We are at the end of the era of stunning complexity. It may take some years before we sort out what the financial industry is going to look like, but it will look different. You may still have big institutions, but they are going to look much more like boring utilities than like sexy science labs where every kid from Harvard, Princeton and Yale wants to work.
Wasn’t it Calvin Trillin, the New Yorker reporter, who said that this problem arose when smart people began to be attracted to work on Wall Street?
Yes. My father said that once too, and he is a contemporary of Calvin Trillin, almost exactly the same age. (Trillin was born in 1935.) And my father, who went to Princeton, said to me – even when I went to Salomon Brothers – that Wall Street was where the dummies used to go, and now all the smart people want to go there; this is not a good sign.
I thought it was a good sign that finance was attracting smart people. Finance is important. Let’s not let the dummies run it!
But when you take all these really smart people who jumped into Wall Street at a young age, and give them bosses who were the dumb people from the previous generation, the bosses had no ability to supervise.

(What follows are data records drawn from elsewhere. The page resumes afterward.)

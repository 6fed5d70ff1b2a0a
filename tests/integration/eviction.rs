#![allow(missing_docs)]

use std::sync::atomic::Ordering;
use std::sync::Arc;

use forest_cache::document::{ArgValue, Document, DocumentBuilder, FieldBuilder, SelectionSetBuilder};
use forest_cache::{
    CacheOptions, CounterMetrics, EvictTarget, ForestCache, NodeKey, OperationRequest, Result,
};
use serde_json::json;

fn chat_document() -> Arc<Document> {
    DocumentBuilder::query("Chat")
        .variable("chatId")
        .select(SelectionSetBuilder::new().field_with(
            FieldBuilder::new("chat")
                .arg("id", ArgValue::var("chatId"))
                .typed("Chat")
                .select(
                    SelectionSetBuilder::new().field("id").field("title").field_with(
                        FieldBuilder::new("messages")
                            .typed("Message")
                            .select(SelectionSetBuilder::new().field("id").field("text")),
                    ),
                ),
        ))
        .build()
}

fn chat(doc: &Arc<Document>, idx: usize) -> OperationRequest {
    OperationRequest::new(doc.clone()).variables(json!({"chatId": format!("c{idx}")}))
}

fn chat_result(idx: usize) -> serde_json::Value {
    json!({"chat": {
        "id": format!("c{idx}"),
        "title": format!("chat {idx}"),
        "messages": [{"id": format!("m{idx}"), "text": "hello"}]
    }})
}

#[test]
fn retained_operations_stay_within_the_bound() -> Result<()> {
    let doc = chat_document();
    let max = 4;
    let mut cache = ForestCache::new(CacheOptions::new(max))?;
    let mut evicted = Vec::new();
    for idx in 0..(max + 7) {
        let report = cache.write(chat(&doc, idx), &chat_result(idx))?;
        evicted.extend(report.evicted);
        let stats = cache.stats();
        assert!(stats.retained_operations <= max, "{stats:?}");
        assert!(stats.operations_with_chunks <= max, "{stats:?}");
    }
    assert!(!evicted.is_empty());

    // The oldest operation lost its chunks and reads cold.
    let read = cache.read(chat(&doc, 0))?;
    assert!(!read.complete);
    assert_eq!(read.data, json!({}));

    // The newest is intact.
    let read = cache.read(chat(&doc, max + 6))?;
    assert!(read.complete);
    assert_eq!(read.data, chat_result(max + 6));
    Ok(())
}

#[test]
fn reads_keep_operations_alive() -> Result<()> {
    let doc = chat_document();
    let mut cache = ForestCache::new(CacheOptions::new(4))?;
    let first = cache.write(chat(&doc, 0), &chat_result(0))?;
    let second = cache.write(chat(&doc, 1), &chat_result(1))?;

    // Both now sit in the older generation; reading the first promotes it.
    assert!(cache.read(chat(&doc, 0))?.complete);
    let third = cache.write(chat(&doc, 2), &chat_result(2))?;
    assert_eq!(third.evicted, vec![second.operation]);

    assert!(cache.read(chat(&doc, 0))?.complete);
    assert!(!cache.read(chat(&doc, 1))?.complete);
    assert_eq!(cache.forest().chunks_for(first.operation).len(), 1);
    Ok(())
}

#[test]
fn evicted_operations_come_back_on_rewrite() -> Result<()> {
    let doc = chat_document();
    let metrics = Arc::new(CounterMetrics::default());
    let mut cache = ForestCache::new(CacheOptions::new(2).metrics(metrics.clone()))?;
    let first = cache.write(chat(&doc, 0), &chat_result(0))?;
    cache.write(chat(&doc, 1), &chat_result(1))?;
    cache.write(chat(&doc, 2), &chat_result(2))?;
    assert!(metrics.operations_evicted.load(Ordering::Relaxed) >= 1);

    let report = cache.write(chat(&doc, 0), &chat_result(0))?;
    assert_ne!(report.operation, first.operation);
    assert!(cache.read(chat(&doc, 0))?.complete);
    Ok(())
}

#[test]
fn evicting_a_node_makes_its_fields_missing() -> Result<()> {
    let doc = chat_document();
    let mut cache = ForestCache::new(CacheOptions::new(8))?;
    cache.write(chat(&doc, 1), &chat_result(1))?;
    let before = cache.read(chat(&doc, 1))?;
    assert!(before.complete);

    assert!(cache.evict(EvictTarget::Node(NodeKey::entity("Message", "m1"))));
    assert!(!cache.evict(EvictTarget::Node(NodeKey::entity("Message", "m1"))));

    let after = cache.read(chat(&doc, 1))?;
    assert!(!after.complete);
    let missing: Vec<String> = after.missing.iter().map(ToString::to_string).collect();
    assert_eq!(missing, vec!["chat.messages.0.id", "chat.messages.0.text"]);
    // The list still points at the evicted node.
    assert_eq!(after.data["chat"]["messages"], json!([{}]));
    Ok(())
}

#[test]
fn evicting_a_field_leaves_siblings_alone() -> Result<()> {
    let doc = chat_document();
    let mut cache = ForestCache::new(CacheOptions::new(8))?;
    cache.write(chat(&doc, 1), &chat_result(1))?;

    assert!(cache.evict(EvictTarget::Field {
        node: NodeKey::entity("Chat", "c1"),
        field_name: "title".to_owned(),
        args: None,
    }));
    let read = cache.read(chat(&doc, 1))?;
    assert_eq!(read.missing.len(), 1);
    assert_eq!(read.missing[0].to_string(), "chat.title");
    assert_eq!(read.data["chat"]["messages"][0]["text"], json!("hello"));

    // Arguments narrow the match to one store key.
    assert!(!cache.evict(EvictTarget::Field {
        node: NodeKey::Root(forest_cache::OperationKind::Query),
        field_name: "chat".to_owned(),
        args: Some(json!({"id": "c2"})),
    }));
    assert!(cache.evict(EvictTarget::Field {
        node: NodeKey::Root(forest_cache::OperationKind::Query),
        field_name: "chat".to_owned(),
        args: Some(json!({"id": "c1"})),
    }));
    let read = cache.read(chat(&doc, 1))?;
    assert_eq!(read.data, json!({}));
    Ok(())
}

#[test]
fn evict_operation_and_reset_drop_everything_they_own() -> Result<()> {
    let doc = chat_document();
    let mut cache = ForestCache::new(CacheOptions::new(8))?;
    cache.write(chat(&doc, 1), &chat_result(1))?;
    cache.write(chat(&doc, 2), &chat_result(2))?;

    assert!(cache.evict_operation(chat(&doc, 1))?);
    assert!(!cache.evict_operation(chat(&doc, 1))?);
    assert_eq!(cache.stats().retained_operations, 1);
    assert!(!cache.read(chat(&doc, 1))?.complete);
    assert!(cache.read(chat(&doc, 2))?.complete);

    cache.reset();
    let stats = cache.stats();
    assert_eq!(stats.retained_operations, 0);
    assert_eq!(stats.chunks, 0);
    assert_eq!(stats.nodes, 0);
    Ok(())
}

#[test]
fn failed_writes_still_invalidate_readers_of_evicted_operations() -> Result<()> {
    let doc = chat_document();
    let message = DocumentBuilder::query("Message")
        .select(SelectionSetBuilder::new().field_with(
            FieldBuilder::new("message")
                .arg("id", "m1")
                .typed("Message")
                .select(SelectionSetBuilder::new().field("id").field("text")),
        ))
        .build();
    let mut cache = ForestCache::new(CacheOptions::new(4))?;
    let first = cache.write(chat(&doc, 1), &chat_result(1))?;
    cache.write(chat(&doc, 2), &chat_result(2))?;
    cache.write(OperationRequest::new(message.clone()), &json!({"message": {"id": "m1"}}))?;

    // The text comes from the first chat's chunk.
    let before = cache.read(OperationRequest::new(message.clone()))?;
    assert!(before.complete);
    assert_eq!(before.data["message"]["text"], json!("hello"));

    // Promoting the second chat rotates the first one out before the result
    // is rejected.
    let err = cache.write(chat(&doc, 2), &json!([1])).unwrap_err();
    assert_eq!(err.code(), "MalformedResult");
    assert!(cache.forest().chunks_for(first.operation).is_empty());

    let after = cache.read(OperationRequest::new(message))?;
    assert!(!after.complete);
    assert_eq!(after.data, json!({"message": {"id": "m1"}}));
    let missing: Vec<String> = after.missing.iter().map(ToString::to_string).collect();
    assert_eq!(missing, vec!["message.text"]);
    Ok(())
}
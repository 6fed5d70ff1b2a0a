//! Flattening of selection sets into per-type field lists.
//!
//! Fragments, `@skip`/`@include` and duplicate response keys are resolved
//! once per (selection sets, concrete type) pair and memoized on the
//! operation descriptor.

use std::sync::Arc;

use rustc_hash::{FxHashMap, FxHashSet};
use serde_json::{Map, Value as JsonValue};
use smallvec::SmallVec;
use tracing::debug;

use crate::canonical::sorted_json;
use crate::document::{ArgValue, Directive, Document, Selection, SelectionSetId, TYPENAME_FIELD};
use crate::identity::PossibleTypes;
use crate::types::FieldKey;

/// Selection sets merged under one response key.
pub type SelectionSets = SmallVec<[SelectionSetId; 1]>;

/// Field selection after fragments and directives have been applied.
#[derive(Clone, Debug, PartialEq)]
pub struct ResolvedField {
    /// Key in raw results and read data.
    pub response_key: Arc<str>,
    /// Key in chunk records.
    pub store_key: FieldKey,
    /// Annotated named return type.
    pub type_name: Option<Arc<str>>,
    /// Whether any merged occurrence is non-null.
    pub non_null: bool,
    /// Sub-selections of every merged occurrence; empty for leaf fields.
    pub selections: SelectionSets,
}

impl ResolvedField {
    /// Returns `true` for fields without sub-selection.
    pub fn is_leaf(&self) -> bool {
        self.selections.is_empty()
    }

    /// Returns `true` for the `__typename` meta field.
    pub fn is_typename(&self) -> bool {
        &*self.store_key.name == TYPENAME_FIELD
    }
}

pub(crate) fn resolve_fields(
    document: &Document,
    sets: &[SelectionSetId],
    typename: Option<&str>,
    variables: &Map<String, JsonValue>,
    possible_types: &PossibleTypes,
) -> Vec<ResolvedField> {
    let mut out = Resolver {
        document,
        typename,
        variables,
        possible_types,
        fields: Vec::new(),
        by_response_key: FxHashMap::default(),
        spreads: FxHashSet::default(),
    };
    for set in sets {
        out.visit(*set);
    }
    out.fields
}

struct Resolver<'a> {
    document: &'a Document,
    typename: Option<&'a str>,
    variables: &'a Map<String, JsonValue>,
    possible_types: &'a PossibleTypes,
    fields: Vec<ResolvedField>,
    by_response_key: FxHashMap<Arc<str>, usize>,
    spreads: FxHashSet<&'a str>,
}

impl<'a> Resolver<'a> {
    fn visit(&mut self, set: SelectionSetId) {
        let document = self.document;
        for selection in &document.selection_set(set).selections {
            match selection {
                Selection::Field(field) => {
                    if !is_included(&field.directives, self.variables) {
                        continue;
                    }
                    let response_key: Arc<str> = Arc::from(field.response_key());
                    if let Some(&idx) = self.by_response_key.get(&response_key) {
                        let existing = &mut self.fields[idx];
                        existing.non_null |= field.non_null;
                        if let Some(child) = field.selection_set {
                            if !existing.selections.contains(&child) {
                                existing.selections.push(child);
                            }
                        }
                        continue;
                    }
                    let mut selections = SelectionSets::new();
                    if let Some(child) = field.selection_set {
                        selections.push(child);
                    }
                    self.by_response_key
                        .insert(response_key.clone(), self.fields.len());
                    self.fields.push(ResolvedField {
                        response_key,
                        store_key: store_key(&field.name, &field.arguments, self.variables),
                        type_name: field.type_name.as_deref().map(Arc::from),
                        non_null: field.non_null,
                        selections,
                    });
                }
                Selection::InlineFragment {
                    type_condition,
                    directives,
                    selection_set,
                } => {
                    if !is_included(directives, self.variables) {
                        continue;
                    }
                    let applies = type_condition
                        .as_deref()
                        .map_or(true, |cond| self.possible_types.matches(cond, self.typename));
                    if applies {
                        self.visit(*selection_set);
                    }
                }
                Selection::FragmentSpread { name, directives } => {
                    if !is_included(directives, self.variables) {
                        continue;
                    }
                    let Some(fragment) = document.fragment(name) else {
                        debug!(fragment = %name, "forest.selection.unknown_fragment");
                        continue;
                    };
                    if !self.spreads.insert(fragment.name.as_str()) {
                        continue;
                    }
                    if self
                        .possible_types
                        .matches(&fragment.type_condition, self.typename)
                    {
                        self.visit(fragment.selection_set);
                    }
                    self.spreads.remove(fragment.name.as_str());
                }
            }
        }
    }
}

/// Computes the store key of a field for the given variables.
///
/// Arguments bound to undefined variables are omitted; a field whose
/// arguments all resolve to nothing keys like an argument-less field.
pub fn store_key(
    name: &str,
    arguments: &[(String, ArgValue)],
    variables: &Map<String, JsonValue>,
) -> FieldKey {
    let mut resolved = Map::new();
    for (arg, value) in arguments {
        if let Some(value) = value.resolve(variables) {
            resolved.insert(arg.clone(), value);
        }
    }
    if resolved.is_empty() {
        FieldKey::plain(name)
    } else {
        FieldKey::with_args(name, sorted_json(&JsonValue::Object(resolved)))
    }
}

fn is_included(directives: &[Directive], variables: &Map<String, JsonValue>) -> bool {
    for directive in directives {
        let condition = || {
            directive
                .argument("if")
                .and_then(|value| value.resolve(variables))
                .and_then(|value| value.as_bool())
                .unwrap_or(false)
        };
        match directive.name.as_str() {
            "skip" if condition() => return false,
            "include" if !condition() => return false,
            _ => {}
        }
    }
    true
}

The bosses said, “Whatever you are doing is making money, so please don't stop.”
That's right, and that was not a bad description of what I witnessed firsthand. So anyway, I don’t think we will ever see the end of Wall Street, but there will be profound change.
From your work and that of others, we know the hall of shame for financial villains fairly well. Who are the good guys and the good gals? Who should President Obama, or whoever the next president happens to be, choose to help fix the remaining problems? I'm thinking not just of people in public life, but bankers, economists, investment managers – whoever comes to mind.
Well, there's a whole world of independent financial advisors, community banks and midsize banks that had nothing to do with any of this nonsense – reasonable people outside the too-big-to-fail institutions. The administration could access them and, for all I know, maybe they are.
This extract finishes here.